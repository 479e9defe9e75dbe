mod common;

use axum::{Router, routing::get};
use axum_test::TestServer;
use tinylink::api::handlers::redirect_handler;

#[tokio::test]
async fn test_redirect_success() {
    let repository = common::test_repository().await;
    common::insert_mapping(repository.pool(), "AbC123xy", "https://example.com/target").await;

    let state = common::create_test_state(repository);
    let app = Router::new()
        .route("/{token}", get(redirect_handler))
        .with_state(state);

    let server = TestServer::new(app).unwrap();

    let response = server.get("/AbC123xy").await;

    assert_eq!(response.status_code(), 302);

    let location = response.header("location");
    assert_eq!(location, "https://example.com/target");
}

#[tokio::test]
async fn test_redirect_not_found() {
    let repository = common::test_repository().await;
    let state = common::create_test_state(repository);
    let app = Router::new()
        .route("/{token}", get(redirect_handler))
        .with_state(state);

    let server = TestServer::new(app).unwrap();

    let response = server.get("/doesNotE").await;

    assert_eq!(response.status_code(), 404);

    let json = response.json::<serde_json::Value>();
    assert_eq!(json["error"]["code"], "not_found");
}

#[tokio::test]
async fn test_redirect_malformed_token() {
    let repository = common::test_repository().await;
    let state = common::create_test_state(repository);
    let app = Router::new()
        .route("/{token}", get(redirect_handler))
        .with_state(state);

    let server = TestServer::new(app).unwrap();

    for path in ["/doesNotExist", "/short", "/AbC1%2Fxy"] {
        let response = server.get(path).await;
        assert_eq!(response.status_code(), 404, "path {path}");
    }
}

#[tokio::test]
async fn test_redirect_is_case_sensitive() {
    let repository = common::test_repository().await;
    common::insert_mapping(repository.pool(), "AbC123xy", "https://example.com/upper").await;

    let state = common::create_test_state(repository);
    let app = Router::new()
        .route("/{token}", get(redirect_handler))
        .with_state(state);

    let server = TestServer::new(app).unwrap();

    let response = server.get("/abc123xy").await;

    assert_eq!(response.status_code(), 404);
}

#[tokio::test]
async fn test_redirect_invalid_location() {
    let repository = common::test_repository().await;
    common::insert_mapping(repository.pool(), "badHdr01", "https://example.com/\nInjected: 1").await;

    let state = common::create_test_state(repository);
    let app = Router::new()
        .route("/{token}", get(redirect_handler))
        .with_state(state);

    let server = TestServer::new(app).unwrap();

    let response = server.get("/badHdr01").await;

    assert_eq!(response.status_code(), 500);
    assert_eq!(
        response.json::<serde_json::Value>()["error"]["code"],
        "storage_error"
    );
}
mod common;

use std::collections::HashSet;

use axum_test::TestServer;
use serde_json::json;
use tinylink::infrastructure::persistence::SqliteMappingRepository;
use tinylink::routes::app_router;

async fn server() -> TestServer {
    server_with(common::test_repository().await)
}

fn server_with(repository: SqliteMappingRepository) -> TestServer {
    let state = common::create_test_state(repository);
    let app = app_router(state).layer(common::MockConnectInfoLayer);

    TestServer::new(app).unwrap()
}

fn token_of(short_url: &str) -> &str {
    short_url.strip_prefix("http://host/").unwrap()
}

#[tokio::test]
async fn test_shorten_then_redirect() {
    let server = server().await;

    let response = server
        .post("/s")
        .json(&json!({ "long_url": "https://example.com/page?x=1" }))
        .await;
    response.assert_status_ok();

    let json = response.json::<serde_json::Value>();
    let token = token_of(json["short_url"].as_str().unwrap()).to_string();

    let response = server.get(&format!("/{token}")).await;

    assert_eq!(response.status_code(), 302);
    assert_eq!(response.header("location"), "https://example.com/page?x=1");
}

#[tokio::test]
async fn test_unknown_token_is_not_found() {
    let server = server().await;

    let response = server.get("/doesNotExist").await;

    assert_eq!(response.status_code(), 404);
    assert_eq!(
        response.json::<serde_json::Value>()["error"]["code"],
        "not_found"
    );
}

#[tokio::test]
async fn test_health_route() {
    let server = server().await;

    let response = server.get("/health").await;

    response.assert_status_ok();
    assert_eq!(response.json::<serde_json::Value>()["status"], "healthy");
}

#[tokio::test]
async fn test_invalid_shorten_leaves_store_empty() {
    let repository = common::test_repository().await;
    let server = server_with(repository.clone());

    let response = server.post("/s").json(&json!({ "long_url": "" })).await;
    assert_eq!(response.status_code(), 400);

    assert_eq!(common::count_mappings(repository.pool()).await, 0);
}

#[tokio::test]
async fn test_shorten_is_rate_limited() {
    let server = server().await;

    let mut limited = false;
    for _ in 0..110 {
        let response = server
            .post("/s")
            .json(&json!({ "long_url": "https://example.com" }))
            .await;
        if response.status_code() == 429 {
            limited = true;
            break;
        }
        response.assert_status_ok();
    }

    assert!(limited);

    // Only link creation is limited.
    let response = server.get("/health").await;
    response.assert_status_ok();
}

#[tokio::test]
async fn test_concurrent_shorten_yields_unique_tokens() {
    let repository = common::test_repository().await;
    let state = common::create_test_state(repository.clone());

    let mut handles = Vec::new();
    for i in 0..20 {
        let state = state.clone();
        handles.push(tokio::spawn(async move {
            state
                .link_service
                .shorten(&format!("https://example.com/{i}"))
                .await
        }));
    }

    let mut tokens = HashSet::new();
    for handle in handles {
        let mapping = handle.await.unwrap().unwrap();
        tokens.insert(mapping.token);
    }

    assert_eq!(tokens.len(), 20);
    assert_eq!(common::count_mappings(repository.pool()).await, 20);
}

▶ Task description
What is the number of lines in the records that contain "target"? Answer with it alone.

▶ Task response
2